認知症カフェとは、認知症の方やその家族、介護・医療従事者、地域の人々が集い、交流や情報交換を行うカフェのことです。ヨーロッパではじまり、日本では全国で約30か所ほどあり、年々増加傾向にあります。今回は認知症カフェとは何か、その特徴をまとめました。

認知症カフェ、あなたの地域にはありますか?


認知症カフェというものをご存じでしょうか?認知症カフェとは認知症の高齢者本人と、その家族が、地域の方たちや介護・医療の専門家と食事やお茶を共にしながら交流できる集いの場のことです。
厚生労働省は、認知症の高齢者の方たちが住み慣れた地域で少しでも長く、地域の人々に理解されて幸せに暮らせるよう施策推進の総合戦略として“新オレンジプラン”を平成26年1月に発表しました。その新オレンジプランの中で、認知症の方やその介護者である家族が社会から孤立することなく、介護や医療の専門家や地域の人たちと交流して情報を共有し、お互いを理解し合える認知症カフェの設置を推進していくことが発表されました。
認知症カフェはもともとはヨーロッパで生まれたもので、現在日本でも少しずつ増えて来ています。
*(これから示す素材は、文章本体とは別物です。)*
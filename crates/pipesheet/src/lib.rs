//! Meta crate that re-exports the pipesheet building blocks with sensible
//! defaults, plus the one piece that lives outside the core pipeline: the
//! text renderer that turns an evaluated grid back into pipe-delimited
//! output. Downstream users can depend on this crate and opt into specific
//! layers via feature flags while keeping access to the underlying crates
//! when deeper integration is required.

#[cfg(feature = "common")]
pub use pipesheet_common as common;

#[cfg(feature = "parse")]
pub use pipesheet_parse as parse;

#[cfg(feature = "eval")]
pub use pipesheet_eval as eval;

#[cfg(feature = "common")]
pub use pipesheet_common::{CalcError, CalcErrorKind, CellLocation, Value};

#[cfg(feature = "parse")]
pub use pipesheet_parse::{BinOp, Cell, CellGrid, Expr, parse_document, parse_expression};

#[cfg(feature = "eval")]
pub use pipesheet_eval::{
    Engine, Function, FunctionContext, FunctionRegistry, ValueGrid, default_registry,
};

/// Renders an evaluated grid as pipe-delimited text: cells joined by `" |"`
/// (space before the delimiter, none after), one newline-terminated line
/// per row. Zero-cell rows come out as bare newlines.
#[cfg(feature = "common")]
pub fn render_grid(values: &[Vec<Value>]) -> String {
    use std::fmt::Write;

    let mut out = String::new();
    for row in values {
        for (i, value) in row.iter().enumerate() {
            if i > 0 {
                out.push_str(" |");
            }
            let _ = write!(out, "{value}");
        }
        out.push('\n');
    }
    out
}

/// Parses, evaluates, and re-renders a whole document with the builtin
/// function set.
///
/// ```
/// let out = pipesheet::process("=1+2*3|=concat(\"a\", \"b\")")?;
/// assert_eq!(out, "7 |ab\n");
/// # Ok::<(), pipesheet::CalcError>(())
/// ```
#[cfg(feature = "eval")]
pub fn process(input: &str) -> Result<String, CalcError> {
    let grid = parse_document(input)?;
    let values = Engine::default().evaluate(&grid)?;
    Ok(render_grid(&values))
}
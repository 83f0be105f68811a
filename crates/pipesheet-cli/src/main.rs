//! Reads a pipe-delimited document, evaluates it, and writes the rendered
//! grid to a file or standard output.

use std::fs;
use std::io::Write as _;
use std::path::PathBuf;
use std::time::Instant;

use anyhow::{Context, Result};
use clap::Parser;
use tracing::debug;
use tracing_subscriber::EnvFilter;

use pipesheet::{Engine, parse_document, render_grid};

#[derive(Debug, thiserror::Error)]
enum IoError {
    #[error("input file `{path}` does not exist")]
    InputMissing { path: PathBuf },
    #[error("output file `{path}` already exists")]
    OutputExists { path: PathBuf },
    #[error("failed to read `{path}`: {source}")]
    Read {
        path: PathBuf,
        #[source]
        source: std::io::Error,
    },
    #[error("failed to write `{path}`: {source}")]
    Write {
        path: PathBuf,
        #[source]
        source: std::io::Error,
    },
}

#[derive(Parser, Debug)]
#[command(
    name = "pipesheet",
    version,
    about = "Evaluate a pipe-delimited spreadsheet document"
)]
struct Cli {
    /// Input document.
    input: PathBuf,

    /// Destination file; must not exist yet. Omitted, the rendered grid
    /// goes to standard output.
    output: Option<PathBuf>,

    /// Log level directive (also settable via PIPESHEET_LOG).
    #[arg(short = 'l', long, default_value = "warn")]
    log_level: String,
}

fn main() -> Result<()> {
    let cli = Cli::parse();
    init_logging(&cli.log_level)?;
    run(cli)
}

fn init_logging(level: &str) -> Result<()> {
    tracing_subscriber::fmt()
        .compact()
        .with_env_filter(
            EnvFilter::builder()
                .with_default_directive(level.parse().context("invalid log level")?)
                .with_env_var("PIPESHEET_LOG")
                .from_env_lossy(),
        )
        .with_writer(std::io::stderr)
        .init();
    Ok(())
}

fn run(cli: Cli) -> Result<()> {
    if !cli.input.exists() {
        return Err(IoError::InputMissing { path: cli.input }.into());
    }
    if let Some(ref output) = cli.output {
        if output.exists() {
            return Err(IoError::OutputExists {
                path: output.clone(),
            }
            .into());
        }
    }

    let started = Instant::now();
    let text = fs::read_to_string(&cli.input).map_err(|source| IoError::Read {
        path: cli.input.clone(),
        source,
    })?;
    debug!(bytes = text.len(), "read input");

    let grid = parse_document(&text)
        .with_context(|| format!("failed to parse {}", cli.input.display()))?;
    debug!(rows = grid.len(), elapsed = ?started.elapsed(), "parsed document");

    let values = Engine::default()
        .evaluate(&grid)
        .with_context(|| format!("failed to evaluate {}", cli.input.display()))?;
    debug!(elapsed = ?started.elapsed(), "evaluated grid");

    let rendered = render_grid(&values);
    match cli.output {
        Some(path) => {
            fs::write(&path, rendered).map_err(|source| IoError::Write {
                path: path.clone(),
                source,
            })?;
            debug!(path = %path.display(), elapsed = ?started.elapsed(), "wrote output");
        }
        None => {
            let stdout = std::io::stdout();
            let mut handle = stdout.lock();
            handle
                .write_all(rendered.as_bytes())
                .and_then(|()| handle.flush())
                .map_err(|source| IoError::Write {
                    path: PathBuf::from("<stdout>"),
                    source,
                })?;
        }
    }
    Ok(())
}
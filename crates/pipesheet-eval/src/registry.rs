use std::sync::Arc;

use once_cell::sync::Lazy;
use rustc_hash::FxHashMap;

use pipesheet_common::{CalcError, CalcErrorKind, Value};

use crate::builtins;
use crate::function::{Function, FunctionContext};

/// Name → function map handed to the engine at construction time.
///
/// The registry is a plain value: tests build their own with counting or
/// mock functions, embedders can extend the built-in set, and
/// [`Engine::default`](crate::Engine::default) shares one process-wide
/// builtin instance.
#[derive(Default)]
pub struct FunctionRegistry {
    fns: FxHashMap<&'static str, Arc<dyn Function>>,
}

impl FunctionRegistry {
    pub fn new() -> Self {
        Self::default()
    }

    /// A registry holding exactly the fixed built-in library.
    pub fn with_builtins() -> Self {
        let mut reg = Self::new();
        builtins::register_builtins(&mut reg);
        reg
    }

    /// Registers under `f.name()`, replacing any previous entry of that
    /// name.
    pub fn register(&mut self, f: Arc<dyn Function>) {
        self.fns.insert(f.name(), f);
    }

    pub fn get(&self, name: &str) -> Option<&Arc<dyn Function>> {
        self.fns.get(name)
    }

    /// Look up `name`, check the flattened argument list against its arity,
    /// and invoke it.
    pub fn dispatch(
        &self,
        name: &str,
        args: &[Value],
        ctx: &FunctionContext,
    ) -> Result<Value, CalcError> {
        let Some(f) = self.fns.get(name) else {
            return Err(CalcError::new(CalcErrorKind::UnknownFunction)
                .with_message(format!("function not found: {name}")));
        };
        check_arity(f.as_ref(), args.len())?;
        f.eval(args, ctx)
    }
}

fn check_arity(f: &dyn Function, got: usize) -> Result<(), CalcError> {
    let min = f.min_args();
    if got < min || (!f.variadic() && got > min) {
        let want = if f.variadic() {
            format!("at least {min}")
        } else {
            format!("exactly {min}")
        };
        let plural = if min == 1 { "" } else { "s" };
        return Err(CalcError::new(CalcErrorKind::TypeMismatch).with_message(format!(
            "{}() expects {want} argument{plural}, got {got}",
            f.name()
        )));
    }
    Ok(())
}

static DEFAULT_REGISTRY: Lazy<Arc<FunctionRegistry>> =
    Lazy::new(|| Arc::new(FunctionRegistry::with_builtins()));

/// The shared built-in registry used by `Engine::default()`.
pub fn default_registry() -> Arc<FunctionRegistry> {
    Arc::clone(&DEFAULT_REGISTRY)
}
use criterion::{BenchmarkId, Criterion, black_box, criterion_group, criterion_main};
use std::fmt::Write;

use pipesheet_eval::Engine;
use pipesheet_parse::parse_document;

/// A document shaped like real input: a copy chain in column A, raw price
/// lists in column B, and a running sum over split prices in column C.
fn sample_document(rows: usize) -> String {
    let mut doc = String::from("!id |!prices |!total\n");
    doc.push_str("=incFrom(1) |10.5,20.25,30.75 |=sum(spread(split(B2, \",\")))\n");
    for row in 3..=rows {
        let _ = writeln!(
            doc,
            "=^^ |{row}.5,{row}.25,0.125 |=C^+sum(spread(split(B{row}, \",\")))"
        );
    }
    doc
}

fn bench_pipeline(c: &mut Criterion) {
    let mut group = c.benchmark_group("pipeline");

    for n in [50usize, 200, 1000] {
        let doc = sample_document(n);
        let grid = parse_document(&doc).unwrap();
        let engine = Engine::default();

        group.bench_with_input(BenchmarkId::new("parse", n), &doc, |b, doc| {
            b.iter(|| parse_document(black_box(doc)).unwrap())
        });

        group.bench_with_input(BenchmarkId::new("evaluate", n), &grid, |b, grid| {
            b.iter(|| engine.evaluate(black_box(grid)).unwrap())
        });

        group.bench_with_input(BenchmarkId::new("end_to_end", n), &doc, |b, doc| {
            b.iter(|| {
                let grid = parse_document(black_box(doc)).unwrap();
                engine.evaluate(&grid).unwrap()
            })
        });
    }

    group.finish();
}

criterion_group!(benches, bench_pipeline);
criterion_main!(benches);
今回の新オレンジプランでますます増えていくと思われますが、その特徴や問題点について考えてみましょう。

認知症カフェがもたらす効果


認知症の方は、慣れない場所へ行くことへ不安があったり、介護する方が連れ出す自信をなくしていたりで、ついつい引きこもってしまいがちです。また、一人暮らしの方は、家にひとりで居ては会話をする相手もなく、刺激もなくて、ますます認知症が悪化してしまう可能性もあります。安心して通える居心地の良い場所で、楽しい会話や交流があればそれが刺激となって認知症の方に良い変化がみられたり、もっと社会に出る勇気を持てるかもしれません。また、認知症カフェで出会う介護や医療の専門家との会話によって、認知症の進み具合などが把握できます。
また、介護をする家族が認知症カフェに通うことで、同じように家族の介護をする方と出会い、それぞれの悩みを話し合ったり、介護や医療の専門家に相談してアドバイスをもらったりすることができます。介護をする家族が、社会的に孤立感を深めていたとしたら、ただ話を聞いて共感してくれる場所があるということで、また気持ちを新たに介護に戻ることができるのではないでしょうか。


認知症カフェのひとつ、目黒区の“Dカフェ“


目黒区では、認知症の方とその家族、地域の方と医療・介護の専門職員等が誰でも参加でき、認知症や介護について話し合える場として、1回300円で参加できる認知症カフェ(Dカフェ)を区内5か所で開いています。運営については、DカフェまちづくりネットワークというNPO法人が行っています。
Dカフェに参加することで、認知症の方本人が明るくなった、介護者である家族が悩みを話せるのでひとりで抱え込まなくなった、介護の専門家は介護者と介護される側というのではなく平等な立場で話し合えてとても有意義だと、それぞれがDカフェの良い効果をあげています。

認知症カフェのこれからの課題


認知症カフェは、自身も介護をしていた元家族がボランティアで始めたもの、介護や医療の専門家が必要を感じて立ち上げたもの、NPO法人が開いているもの等、公的な助成があるとしてもかなりの部分をボランティアの力に頼っているのが実情のようです。特別養護老人ホームを運営する社会福祉法人がそのノウハウを生かして開設する等、少しずつですが変化も出てきており、新オレンジプランの推進で今後は国として社会全体として認知症カフェの取組みを支えていくことが期待されています。また、認知症に今は関係ないと思っている人たちも、認知症への理解を深めて、地域の認知症カフェを見守り参加・協力していけたらいいですね。